Köyde evlerinin bulunduğu yer tamamıyla taşlık, kayalık bir yerdi. Yaklaşık 60-70 derece meyilli doğru dürüst ot bile bitmeyen bayır bir yer. Buraya küçük taşlarla avlu çevirir, “burası benim bahçem” derdi. “Feyzullah işte” diye güler geçerdik. Feyzullahın vefatından yıllar sonra diğer kardeşleri ilçeye göçtükleri ve evde yaşayacak kimse kalmadığı için ev satıldı. Evin yeni sahibi tam feyzullahın işaret ettiği “avlu çevirdiği” o ot bitmeyen taşlık alanı sanki cennet bahçesi gibi bir bahçe yaptı. Şu an o bahçe halen kullanılmakta ve her türlü sebzeyi meyveyi vermeye devam etmektedir.
İyiliğinde, kötülüğünde kimde olduğu bilinmez. Yapılan otopsi de, Feyzullahın midesinden bir damla dahi su çıkmamış. Doktorlar dahi hayret etmişler.

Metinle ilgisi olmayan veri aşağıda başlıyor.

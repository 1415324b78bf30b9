// ABOUTME: Configuration from crossbar.toml with environment overrides.
// ABOUTME: Every optional field has a serde default so a bare file still works.

use anyhow::{Context, Result};
use serde::{Deserialize, Serialize};
use std::path::Path;
use std::time::Duration;

#[derive(Debug, Clone, Default, Serialize, Deserialize)]
pub struct Config {
    #[serde(default)]
    pub agent: AgentConfig,
    #[serde(default)]
    pub pool: PoolSettings,
    #[serde(default)]
    pub bus: BusSettings,
    #[serde(default)]
    pub workspace: WorkspaceSettings,
}

#[derive(Debug, Clone, Serialize, Deserialize)]
pub struct AgentConfig {
    /// Backend type to instantiate per session ("acp", "cli", "mock").
    #[serde(default = "default_backend")]
    pub backend: String,
    /// Agent binary for process-backed backends.
    #[serde(default = "default_binary")]
    pub binary: String,
    /// Per-prompt timeout enforced by the backend.
    #[serde(default = "default_timeout_secs")]
    pub timeout_secs: u64,
    /// Extra arguments for the agent binary.
    #[serde(default)]
    pub extra_args: Vec<String>,
}

#[derive(Debug, Clone, Serialize, Deserialize)]
pub struct PoolSettings {
    /// Seconds a warm session may sit idle before the sweep removes it.
    #[serde(default = "default_keep_alive_secs")]
    pub keep_alive_secs: u64,
    /// Seconds between stale-session sweeps.
    #[serde(default = "default_sweep_interval_secs")]
    pub sweep_interval_secs: u64,
    /// Session names warmed at startup so the first real message skips
    /// backend start-up latency.
    #[serde(default)]
    pub pre_warm: Vec<String>,
}

#[derive(Debug, Clone, Serialize, Deserialize)]
pub struct BusSettings {
    /// Broadcast buffer size per stream; slow subscribers past this lag.
    #[serde(default = "default_bus_capacity")]
    pub capacity: usize,
}

#[derive(Debug, Clone, Serialize, Deserialize)]
pub struct WorkspaceSettings {
    /// Root directory holding per-session workspaces and the database.
    #[serde(default = "default_workspace_root")]
    pub root: String,
}

fn default_backend() -> String {
    "acp".to_string()
}

fn default_binary() -> String {
    "claude-code-acp".to_string()
}

fn default_timeout_secs() -> u64 {
    300
}

fn default_keep_alive_secs() -> u64 {
    3600
}

fn default_sweep_interval_secs() -> u64 {
    60
}

fn default_bus_capacity() -> usize {
    256
}

fn default_workspace_root() -> String {
    "./workspace".to_string()
}

impl Default for AgentConfig {
    fn default() -> Self {
        Self {
            backend: default_backend(),
            binary: default_binary(),
            timeout_secs: default_timeout_secs(),
            extra_args: Vec::new(),
        }
    }
}

impl Default for PoolSettings {
    fn default() -> Self {
        Self {
            keep_alive_secs: default_keep_alive_secs(),
            sweep_interval_secs: default_sweep_interval_secs(),
            pre_warm: Vec::new(),
        }
    }
}

impl Default for BusSettings {
    fn default() -> Self {
        Self {
            capacity: default_bus_capacity(),
        }
    }
}

impl Default for WorkspaceSettings {
    fn default() -> Self {
        Self {
            root: default_workspace_root(),
        }
    }
}

impl Config {
    /// Load `crossbar.toml` when present, then apply env overrides.
    pub fn load() -> Result<Self> {
        Self::load_from("crossbar.toml")
    }

    pub fn load_from<P: AsRef<Path>>(path: P) -> Result<Self> {
        let path = path.as_ref();
        let mut config = if path.exists() {
            let content = std::fs::read_to_string(path)
                .with_context(|| format!("failed to read {}", path.display()))?;
            toml::from_str::<Config>(&content)
                .with_context(|| format!("failed to parse {}", path.display()))?
        } else {
            Config::default()
        };
        config.apply_env();
        Ok(config)
    }

    fn apply_env(&mut self) {
        if let Ok(backend) = std::env::var("CROSSBAR_BACKEND") {
            self.agent.backend = backend;
        }
        if let Ok(binary) = std::env::var("CROSSBAR_AGENT_BINARY") {
            self.agent.binary = binary;
        }
        if let Ok(root) = std::env::var("CROSSBAR_WORKSPACE") {
            self.workspace.root = root;
        }
        if let Ok(secs) = std::env::var("CROSSBAR_KEEP_ALIVE_SECS") {
            if let Ok(secs) = secs.parse() {
                self.pool.keep_alive_secs = secs;
            }
        }
    }

    pub fn keep_alive(&self) -> Duration {
        Duration::from_secs(self.pool.keep_alive_secs)
    }

    pub fn sweep_interval(&self) -> Duration {
        Duration::from_secs(self.pool.sweep_interval_secs)
    }

    /// Backend settings template handed to the pool; the pool injects the
    /// per-session working directory.
    pub fn backend_settings(&self) -> serde_json::Value {
        serde_json::json!({
            "binary": self.agent.binary,
            "timeout_secs": self.agent.timeout_secs,
            "extra_args": self.agent.extra_args,
        })
    }
}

Feyzullah, daha ayağı kayar kaymaz ayakları suya değmeden vefat etmiş ve rabbim ölüm korkusunu yaşatmamış. Mevla rahmet eylesin.
Feyzullah benim yiğenimdir. Bu olay esnasında köyde bulunmadığımız için olaylara şahit olmak mümkün olmadı.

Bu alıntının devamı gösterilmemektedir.